Exercise details - In the records below, find the line containing "Ok(parse_cpu_usage(&text)?)" and the line containing "Ok(parse_transfer_totals(&text)?)"; please repeat exactly the lines from one to the other, both included, and nothing more.

Supplied records -

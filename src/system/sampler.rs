use std::sync::Arc;
use std::sync::atomic::{AtomicU64, Ordering};
use std::time::Duration;

use tracing::{debug, warn};

use super::command::CommandRunner;
use super::cpu::{CPU_USAGE_COMMAND, parse_cpu_usage};
use super::delta::{DeltaTracker, Throughput};
use super::error::SampleError;
use super::history::{DEFAULT_CAPACITY, History};
use super::memory::{MEMORY_SIZE_COMMAND, MEMORY_STATS_COMMAND, parse_memory};
use super::network::{NETWORK_STATS_COMMAND, TransferTotals, normalize, parse_transfer_totals};
use super::publish::{EventSink, IconRenderer, STATS_UPDATED, StatsPayload, icon_options};
use super::snapshot::{CpuStats, MemoryStats, Snapshot};

pub const INTERVAL_KEY: &str = "interval";
pub const HISTORY_CAPACITY_KEY: &str = "history_capacity";
pub const DEFAULT_INTERVAL_MS: u64 = 2000;

/// Numeric settings lookup.
pub trait Settings {
    fn setting(&self, key: &str) -> Option<u64>;
}

/// Sampling interval in milliseconds, shared between the sampler and whoever
/// adjusts it at runtime. Never zero.
#[derive(Clone, Debug)]
pub struct Interval(Arc<AtomicU64>);

impl Interval {
    pub fn new(ms: u64) -> Self {
        Self(Arc::new(AtomicU64::new(ms.max(1))))
    }

    pub fn get_ms(&self) -> u64 {
        self.0.load(Ordering::Relaxed)
    }

    pub fn duration(&self) -> Duration {
        Duration::from_millis(self.get_ms())
    }

    pub fn set(&self, ms: u64) {
        self.0.store(ms.max(1), Ordering::Relaxed);
    }
}

impl Default for Interval {
    fn default() -> Self {
        Self::new(DEFAULT_INTERVAL_MS)
    }
}

/// Shell command strings for each metric.
#[derive(Clone, Debug, PartialEq, Eq)]
pub struct CommandSet {
    pub cpu: String,
    pub memory_stats: String,
    pub memory_size: String,
    pub network: String,
}

impl Default for CommandSet {
    fn default() -> Self {
        CommandSet {
            cpu: CPU_USAGE_COMMAND.to_string(),
            memory_stats: MEMORY_STATS_COMMAND.to_string(),
            memory_size: MEMORY_SIZE_COMMAND.to_string(),
            network: NETWORK_STATS_COMMAND.to_string(),
        }
    }
}

/// Runs one sampling pass at a time and publishes the results.
pub struct Sampler<R> {
    runner: R,
    commands: CommandSet,
    interval: Interval,
    tracker: DeltaTracker,
    /// Interval the tracker's baseline was normalized over.
    baseline_interval: Duration,
    history: History,
    events: Arc<dyn EventSink>,
    icons: Option<Arc<dyn IconRenderer>>,
}

impl<R: CommandRunner> Sampler<R> {
    pub fn new(runner: R, settings: &impl Settings, events: Arc<dyn EventSink>) -> Self {
        let interval = settings
            .setting(INTERVAL_KEY)
            .unwrap_or(DEFAULT_INTERVAL_MS);
        let capacity = settings
            .setting(HISTORY_CAPACITY_KEY)
            .map(|c| c as usize)
            .unwrap_or(DEFAULT_CAPACITY);

        let interval = Interval::new(interval);
        Sampler {
            runner,
            commands: CommandSet::default(),
            baseline_interval: interval.duration(),
            interval,
            tracker: DeltaTracker::new(),
            history: History::new(capacity),
            events,
            icons: None,
        }
    }

    pub fn with_commands(mut self, commands: CommandSet) -> Self {
        self.commands = commands;
        self
    }

    pub fn set_icon_renderer(&mut self, icons: Arc<dyn IconRenderer>) {
        self.icons = Some(icons);
    }

    pub fn interval(&self) -> &Interval {
        &self.interval
    }

    /// The next pass normalizes over the new interval and rescales the
    /// network baseline to match.
    pub fn set_interval(&self, ms: u64) {
        self.interval.set(ms);
    }

    pub fn history(&self) -> &History {
        &self.history
    }

    pub fn delta_state(&self) -> Option<Throughput> {
        self.tracker.last()
    }

    /// Samples all three metrics concurrently. A metric that fails is logged
    /// and left as `None`.
    #[tracing::instrument(name = "sampler.sample", level = "debug", skip_all)]
    pub async fn sample(&mut self) -> Snapshot {
        let interval = self.interval.duration();
        if interval != self.baseline_interval {
            let factor = self.baseline_interval.as_secs_f64() / interval.as_secs_f64();
            debug!(factor, "interval changed; rebasing network baseline");
            self.tracker.rebase(factor);
            self.baseline_interval = interval;
        }

        let (cpu, memory, network) =
            tokio::join!(self.sample_cpu(), self.sample_memory(), self.sample_network());

        let network = network.map(|totals| {
            let cumulative = normalize(&totals, interval);
            self.tracker.observe(cumulative)
        });

        Snapshot {
            memory: available("memory", memory),
            cpu: available("cpu", cpu),
            network: available("network", network),
        }
    }

    /// Records `snapshot`, emits the stats event, and redraws the icons.
    pub fn publish(&mut self, snapshot: Snapshot) {
        let _span = tracing::debug_span!("sampler.publish").entered();
        let icons = icon_options(&snapshot);
        self.history.record(snapshot);

        let payload = StatsPayload {
            results: self.history.to_vec(),
            interval: self.interval.get_ms(),
        };
        self.events.emit(STATS_UPDATED, &payload);

        match &self.icons {
            Some(renderer) => renderer.draw_icons(&icons),
            None => debug!("no icon renderer attached; skipping draw"),
        }
    }

    /// One full pass: sample, then publish.
    pub async fn run_pass(&mut self) -> Snapshot {
        let snapshot = self.sample().await;
        self.publish(snapshot.clone());
        snapshot
    }

    async fn sample_cpu(&self) -> Result<CpuStats, SampleError> {
        let text = self.runner.run(&self.commands.cpu).await?;
        Ok(parse_cpu_usage(&text)?)
    }

    async fn sample_memory(&self) -> Result<MemoryStats, SampleError> {
        let (size, stats) = tokio::join!(
            self.runner.run(&self.commands.memory_size),
            self.runner.run(&self.commands.memory_stats)
        );
        Ok(parse_memory(&stats?, &size?)?)
    }

    async fn sample_network(&self) -> Result<TransferTotals, SampleError> {
        let text = self.runner.run(&self.commands.network).await?;
        Ok(parse_transfer_totals(&text)?)
    }
}

fn available<T>(metric: &'static str, result: Result<T, SampleError>) -> Option<T> {
    match result {
        Ok(value) => Some(value),
        Err(err) => {
            warn!(metric, error = %err, "metric unavailable this pass");
            None
        }
    }
}

#[cfg(test)]
mod tests {
    use std::collections::HashMap;
    use std::sync::Mutex;

    use super::*;
    use crate::system::error::CommandError;
    use crate::system::publish::IconOptions;

    #[derive(Default)]
    struct CannedRunner {
        outputs: Mutex<HashMap<String, String>>,
    }

    impl CannedRunner {
        fn set(&self, command: &str, output: &str) {
            self.outputs
                .lock()
                .unwrap()
                .insert(command.to_string(), output.to_string());
        }
    }

    impl CommandRunner for Arc<CannedRunner> {
        async fn run(&self, command: &str) -> Result<String, CommandError> {
            self.outputs
                .lock()
                .unwrap()
                .get(command)
                .cloned()
                .ok_or_else(|| CommandError::ExitStatus {
                    command: command.to_string(),
                    status: "exit status: 1".to_string(),
                })
        }
    }

    #[derive(Default)]
    struct Recorder {
        events: Mutex<Vec<(String, StatsPayload)>>,
        icons: Mutex<Vec<Vec<IconOptions>>>,
    }

    impl EventSink for Recorder {
        fn emit(&self, event: &str, payload: &StatsPayload) {
            self.events
                .lock()
                .unwrap()
                .push((event.to_string(), payload.clone()));
        }
    }

    impl IconRenderer for Recorder {
        fn draw_icons(&self, icons: &[IconOptions]) {
            self.icons.lock().unwrap().push(icons.to_vec());
        }
    }

    struct Fixed(HashMap<&'static str, u64>);

    impl Settings for Fixed {
        fn setting(&self, key: &str) -> Option<u64> {
            self.0.get(key).copied()
        }
    }

    fn sampler(runner: Arc<CannedRunner>, recorder: Arc<Recorder>) -> Sampler<Arc<CannedRunner>> {
        let settings = Fixed(HashMap::from([(INTERVAL_KEY, 1000)]));
        let mut sampler = Sampler::new(runner, &settings, recorder.clone());
        sampler.set_icon_renderer(recorder);
        sampler
    }

    #[test]
    fn interval_is_never_zero() {
        let interval = Interval::new(0);
        assert_eq!(interval.get_ms(), 1);
        interval.set(750);
        assert_eq!(interval.duration(), Duration::from_millis(750));
        interval.set(0);
        assert_eq!(interval.get_ms(), 1);
    }

    #[test]
    fn settings_fall_back_to_defaults() {
        let sampler = Sampler::new(
            Arc::new(CannedRunner::default()),
            &Fixed(HashMap::new()),
            Arc::new(Recorder::default()),
        );
        assert_eq!(sampler.interval().get_ms(), DEFAULT_INTERVAL_MS);
        assert_eq!(sampler.history().capacity(), DEFAULT_CAPACITY);
    }

    #[tokio::test]
    async fn all_commands_failing_still_publishes() {
        let recorder = Arc::new(Recorder::default());
        let mut sampler = sampler(Arc::new(CannedRunner::default()), recorder.clone());

        let snapshot = sampler.run_pass().await;

        assert!(snapshot.is_empty());
        assert_eq!(sampler.history().len(), 1);
        assert_eq!(recorder.events.lock().unwrap().len(), 1);
        assert!(recorder.icons.lock().unwrap()[0].is_empty());
        assert_eq!(sampler.delta_state(), None);
    }

    #[tokio::test]
    async fn cpu_only_pass_emits_cpu_icon() {
        let runner = Arc::new(CannedRunner::default());
        runner.set(CPU_USAGE_COMMAND, "CPU usage: 20.5% user, 10.1% sys, 69.4% idle");
        let recorder = Arc::new(Recorder::default());
        let mut sampler = sampler(runner, recorder.clone());

        let snapshot = sampler.run_pass().await;

        assert_eq!(snapshot.cpu.map(|c| c.used_percentage), Some(30));
        let events = recorder.events.lock().unwrap();
        assert_eq!(events[0].0, STATS_UPDATED);
        assert_eq!(events[0].1.interval, 1000);
        let icons = recorder.icons.lock().unwrap();
        assert_eq!(icons[0].len(), 1);
        assert_eq!(icons[0][0].value, 30.0);
    }

    #[tokio::test]
    async fn network_failure_leaves_delta_state_untouched() {
        let runner = Arc::new(CannedRunner::default());
        runner.set(NETWORK_STATS_COMMAND, "a.1 1000000 500000\n");
        let mut sampler = sampler(runner.clone(), Arc::new(Recorder::default()));

        sampler.run_pass().await;
        let baseline = sampler.delta_state();
        assert!(baseline.is_some());

        runner.set(NETWORK_STATS_COMMAND, "no rows here\n");
        let snapshot = sampler.run_pass().await;
        assert!(snapshot.network.is_none());
        assert_eq!(sampler.delta_state(), baseline);
    }
}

Answer section -
        Ok(parse_cpu_usage(&text)?)
    }

    async fn sample_memory(&self) -> Result<MemoryStats, SampleError> {
        let (size, stats) = tokio::join!(
            self.runner.run(&self.commands.memory_size),
            self.runner.run(&self.commands.memory_stats)
        );
        Ok(parse_memory(&stats?, &size?)?)
    }

    async fn sample_network(&self) -> Result<TransferTotals, SampleError> {
        let text = self.runner.run(&self.commands.network).await?;
        Ok(parse_transfer_totals(&text)?)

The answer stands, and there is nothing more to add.